I recollect when God would stab
a lightning bolt in the ground beside
a man who’d wandered into the realm
of wrong, and the man would come to his senses
and change, and spend the rest of his days
reciting the incident and how
it made him the thankfullest man on earth.
It was a sign old God was watching,
and a further sign the Man Upstairs
was pretty good with a lightning bolt—
right in the ground beside the sinner,
who came away with only a smudge
on his face and a wonderful song in his heart.
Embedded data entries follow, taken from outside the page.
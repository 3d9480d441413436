//! Bidirectional relay between a client and a dialed connection

use crate::transport::{StreamConn, StreamConnExt};
use std::io;
use tokio_util::sync::CancellationToken;
use tracing::{debug, trace};

/// How a relay ended
#[derive(Debug)]
pub enum RelayOutcome {
    /// Both directions reached EOF
    Completed { to_remote: u64, to_client: u64 },
    /// The cancellation token fired
    Cancelled,
    /// A read or write failed
    Failed(io::Error),
}

impl RelayOutcome {
    /// Whether the relay ended without an I/O error
    pub fn is_clean(&self) -> bool {
        !matches!(self, RelayOutcome::Failed(_))
    }
}

/// Copy both directions until both finish, one fails, or `cancel` fires.
///
/// EOF from one side becomes `close_write` on the other. Both ends are
/// closed before returning.
pub async fn relay<A, B>(mut client: A, mut remote: B, cancel: CancellationToken) -> RelayOutcome
where
    A: StreamConn,
    B: StreamConn,
{
    let outcome = tokio::select! {
        _ = cancel.cancelled() => RelayOutcome::Cancelled,
        result = tokio::io::copy_bidirectional(&mut client, &mut remote) => match result {
            Ok((to_remote, to_client)) => RelayOutcome::Completed { to_remote, to_client },
            Err(e) => RelayOutcome::Failed(e),
        },
    };

    if let Err(e) = client.close().await {
        trace!("relay: closing client: {}", e);
    }
    if let Err(e) = remote.close().await {
        trace!("relay: closing remote: {}", e);
    }

    match &outcome {
        RelayOutcome::Completed { to_remote, to_client } => {
            debug!("relay finished: {} bytes up, {} bytes down", to_remote, to_client)
        }
        RelayOutcome::Cancelled => debug!("relay cancelled"),
        RelayOutcome::Failed(e) => debug!("relay failed: {}", e),
    }
    outcome
}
That would be something to sing about,
the relief from grief.

The Gospel of Music

You have to thank the great beyond
if your child delights in birdsong,
especially a chorus of it
a dizzy crowd of birds singing—
warbles, chits, and caws ringing
through the sanctuary of the woods.
Although I heard the birds myself,
it was the little one who pointed
her finger to the budding trees
and pronounced the word she has for music,
composed of a pair of syllables
both beginning vaguely with Y,
with emphasis rightly on the first.
It happens also to be the word
she has for donkey and the plural
of donkey. And it’s also the word
she says regarding the photograph
of an old-time banjo player
she sees at suppertime. She sees
the sound of a silent instrument,
and that’s the true Gospel of Music.
In the beginning was the word,
and the word was music and birds and donkeys,
and God was a serious banjo-player
with an inscrutable face, who said
to everything alive, I made
the world for singing. Now, you sing.